*TASK DIRECTIONS*
Working from the records beneath this line, reproduce each one exactly.

*ENTRIES SHOWN*
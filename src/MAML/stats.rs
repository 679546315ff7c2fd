// Timing statistics collected when detailed logging is enabled.

use parking_lot::Mutex;
use std::time::Duration;

/// Summary of one series of samples.
#[derive(Clone, Copy, Debug, PartialEq)]
pub struct Distribution {
    pub count: usize,
    pub min: f64,
    pub max: f64,
    pub mean: f64,
    pub median: f64,
}

impl Distribution {
    pub fn from_samples(samples: &[f64]) -> Option<Self> {
        if samples.is_empty() {
            return None;
        }
        let mut sorted = samples.to_vec();
        sorted.sort_by(|a, b| a.total_cmp(b));

        let count = sorted.len();
        let median = if count % 2 == 1 {
            sorted[count / 2]
        } else {
            (sorted[count / 2 - 1] + sorted[count / 2]) / 2.0
        };

        Some(Self {
            count,
            min: sorted[0],
            max: sorted[count - 1],
            mean: sorted.iter().sum::<f64>() / count as f64,
            median,
        })
    }
}

/// Snapshot of the collected statistics. Times are in milliseconds,
/// compressed sizes in percent of the original size.
#[derive(Clone, Debug, Default, PartialEq)]
pub struct StatsSummary {
    pub send_ms: Option<Distribution>,
    pub recv_ms: Option<Distribution>,
    pub compress_ms: Option<Distribution>,
    pub decompress_ms: Option<Distribution>,
    pub compressed_percent: Option<Distribution>,
}

#[derive(Default)]
struct Samples {
    send_ms: Vec<f64>,
    recv_ms: Vec<f64>,
    compress_ms: Vec<f64>,
    decompress_ms: Vec<f64>,
    compressed_percent: Vec<f64>,
}

impl Samples {
    fn summary(&self) -> StatsSummary {
        StatsSummary {
            send_ms: Distribution::from_samples(&self.send_ms),
            recv_ms: Distribution::from_samples(&self.recv_ms),
            compress_ms: Distribution::from_samples(&self.compress_ms),
            decompress_ms: Distribution::from_samples(&self.decompress_ms),
            compressed_percent: Distribution::from_samples(&self.compressed_percent),
        }
    }
}

#[derive(Default)]
pub struct MessageStats {
    samples: Mutex<Samples>,
}

fn millis(d: Duration) -> f64 {
    d.as_secs_f64() * 1000.0
}

impl MessageStats {
    pub fn new() -> Self {
        Self::default()
    }

    pub fn record_send(&self, elapsed: Duration) {
        self.samples.lock().send_ms.push(millis(elapsed));
    }

    pub fn record_recv(&self, elapsed: Duration) {
        self.samples.lock().recv_ms.push(millis(elapsed));
    }

    pub fn record_compress(&self, elapsed: Duration, compressed: usize, original: usize) {
        let mut samples = self.samples.lock();
        samples.compress_ms.push(millis(elapsed));
        samples
            .compressed_percent
            .push(100.0 * compressed as f64 / original as f64);
    }

    pub fn record_decompress(&self, elapsed: Duration, compressed: usize, original: usize) {
        let mut samples = self.samples.lock();
        samples.decompress_ms.push(millis(elapsed));
        samples
            .compressed_percent
            .push(100.0 * compressed as f64 / original as f64);
    }

    pub fn summary(&self) -> StatsSummary {
        self.samples.lock().summary()
    }

    /// Returns the current summary and starts a fresh collection window.
    pub fn take_summary(&self) -> StatsSummary {
        let samples = std::mem::take(&mut *self.samples.lock());
        samples.summary()
    }
}

impl StatsSummary {
    pub(crate) fn log(&self) {
        let series = [
            ("send_ms", &self.send_ms),
            ("recv_ms", &self.recv_ms),
            ("compress_ms", &self.compress_ms),
            ("decompress_ms", &self.decompress_ms),
            ("compressed_percent", &self.compressed_percent),
        ];
        for (name, dist) in series {
            if let Some(d) = dist {
                tracing::info!(
                    series = name,
                    count = d.count,
                    min = d.min,
                    max = d.max,
                    mean = d.mean,
                    median = d.median,
                    "message statistics"
                );
            }
        }
    }
}
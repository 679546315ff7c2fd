use crate::Transport::{Channel, Peer, TransportError};
use thiserror::Error;

/// Errors surfaced by the message layer.
#[derive(Debug, Error)]
pub enum Error {
    #[error("message is not addressed (channel: {channel:?}, peer: {peer:?})")]
    Unaddressed {
        channel: Option<Channel>,
        peer: Option<Peer>,
    },

    #[error("message payload must not be empty")]
    EmptyPayload,

    #[error("message too large for transport: {size} > {max}")]
    MessageTooLarge { size: usize, max: usize },

    #[error("transport endpoint already backs a live context")]
    AlreadyInitialized,

    #[error("transport is not ready")]
    TransportNotReady,

    #[error("invalid value {value:?} for {var}")]
    InvalidEnv { var: &'static str, value: String },

    #[error("no handler registered for {0}")]
    NoHandler(Channel),

    #[error("failed to decompress payload: {0}")]
    Decompress(String),

    #[error("cannot start the message layer from a handler running inside a flush")]
    StartInsideFlush,

    #[error("collective failed: {0}")]
    Collective(String),

    #[error("transport error: {0}")]
    Transport(#[from] TransportError),

    #[error("message layer stopped after a fatal error: {0}")]
    Fatal(String),
}

pub type Result<T> = std::result::Result<T, Error>;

*ANSWER FOR THIS EXERCISE*
filename src/MAML/stats.rs
repository 679546315ff7c2fd
// Timing statistics collected when detailed logging is enabled.

use parking_lot::Mutex;
use std::time::Duration;

/// Summary of one series of samples.
#[derive(Clone, Copy, Debug, PartialEq)]
pub struct Distribution {
    pub count: usize,
    pub min: f64,
    pub max: f64,
    pub mean: f64,
    pub median: f64,
}

impl Distribution {
    pub fn from_samples(samples: &[f64]) -> Option<Self> {
        if samples.is_empty() {
            return None;
        }
        let mut sorted = samples.to_vec();
        sorted.sort_by(|a, b| a.total_cmp(b));

        let count = sorted.len();
        let median = if count % 2 == 1 {
            sorted[count / 2]
        } else {
            (sorted[count / 2 - 1] + sorted[count / 2]) / 2.0
        };

        Some(Self {
            count,
            min: sorted[0],
            max: sorted[count - 1],
            mean: sorted.iter().sum::<f64>() / count as f64,
            median,
        })
    }
}

/// Snapshot of the collected statistics. Times are in milliseconds,
/// compressed sizes in percent of the original size.
#[derive(Clone, Debug, Default, PartialEq)]
pub struct StatsSummary {
    pub send_ms: Option<Distribution>,
    pub recv_ms: Option<Distribution>,
    pub compress_ms: Option<Distribution>,
    pub decompress_ms: Option<Distribution>,
    pub compressed_percent: Option<Distribution>,
}

#[derive(Default)]
struct Samples {
    send_ms: Vec<f64>,
    recv_ms: Vec<f64>,
    compress_ms: Vec<f64>,
    decompress_ms: Vec<f64>,
    compressed_percent: Vec<f64>,
}

impl Samples {
    fn summary(&self) -> StatsSummary {
        StatsSummary {
            send_ms: Distribution::from_samples(&self.send_ms),
            recv_ms: Distribution::from_samples(&self.recv_ms),
            compress_ms: Distribution::from_samples(&self.compress_ms),
            decompress_ms: Distribution::from_samples(&self.decompress_ms),
            compressed_percent: Distribution::from_samples(&self.compressed_percent),
        }
    }
}

#[derive(Default)]
pub struct MessageStats {
    samples: Mutex<Samples>,
}

fn millis(d: Duration) -> f64 {
    d.as_secs_f64() * 1000.0
}

impl MessageStats {
    pub fn new() -> Self {
        Self::default()
    }

    pub fn record_send(&self, elapsed: Duration) {
        self.samples.lock().send_ms.push(millis(elapsed));
    }

    pub fn record_recv(&self, elapsed: Duration) {
        self.samples.lock().recv_ms.push(millis(elapsed));
    }

    pub fn record_compress(&self, elapsed: Duration, compressed: usize, original: usize) {
        let mut samples = self.samples.lock();
        samples.compress_ms.push(millis(elapsed));
        samples
            .compressed_percent
            .push(100.0 * compressed as f64 / original as f64);
    }

    pub fn record_decompress(&self, elapsed: Duration, compressed: usize, original: usize) {
        let mut samples = self.samples.lock();
        samples.decompress_ms.push(millis(elapsed));
        samples
            .compressed_percent
            .push(100.0 * compressed as f64 / original as f64);
    }

    pub fn summary(&self) -> StatsSummary {
        self.samples.lock().summary()
    }

    /// Returns the current summary and starts a fresh collection window.
    pub fn take_summary(&self) -> StatsSummary {
        let samples = std::mem::take(&mut *self.samples.lock());
        samples.summary()
    }
}

impl StatsSummary {
    pub(crate) fn log(&self) {
        let series = [
            ("send_ms", &self.send_ms),
            ("recv_ms", &self.recv_ms),
            ("compress_ms", &self.compress_ms),
            ("decompress_ms", &self.decompress_ms),
            ("compressed_percent", &self.compressed_percent),
        ];
        for (name, dist) in series {
            if let Some(d) = dist {
                tracing::info!(
                    series = name,
                    count = d.count,
                    min = d.min,
                    max = d.max,
                    mean = d.mean,
                    median = d.median,
                    "message statistics"
                );
            }
        }
    }
}
repository 679546315ff7c2fd
use crate::Transport::{Channel, Peer, TransportError};
use thiserror::Error;

/// Errors surfaced by the message layer.
#[derive(Debug, Error)]
pub enum Error {
    #[error("message is not addressed (channel: {channel:?}, peer: {peer:?})")]
    Unaddressed {
        channel: Option<Channel>,
        peer: Option<Peer>,
    },

    #[error("message payload must not be empty")]
    EmptyPayload,

    #[error("message too large for transport: {size} > {max}")]
    MessageTooLarge { size: usize, max: usize },

    #[error("transport endpoint already backs a live context")]
    AlreadyInitialized,

    #[error("transport is not ready")]
    TransportNotReady,

    #[error("invalid value {value:?} for {var}")]
    InvalidEnv { var: &'static str, value: String },

    #[error("no handler registered for {0}")]
    NoHandler(Channel),

    #[error("failed to decompress payload: {0}")]
    Decompress(String),

    #[error("cannot start the message layer from a handler running inside a flush")]
    StartInsideFlush,

    #[error("collective failed: {0}")]
    Collective(String),

    #[error("transport error: {0}")]
    Transport(#[from] TransportError),

    #[error("message layer stopped after a fatal error: {0}")]
    Fatal(String),
}

pub type Result<T> = std::result::Result<T, Error>;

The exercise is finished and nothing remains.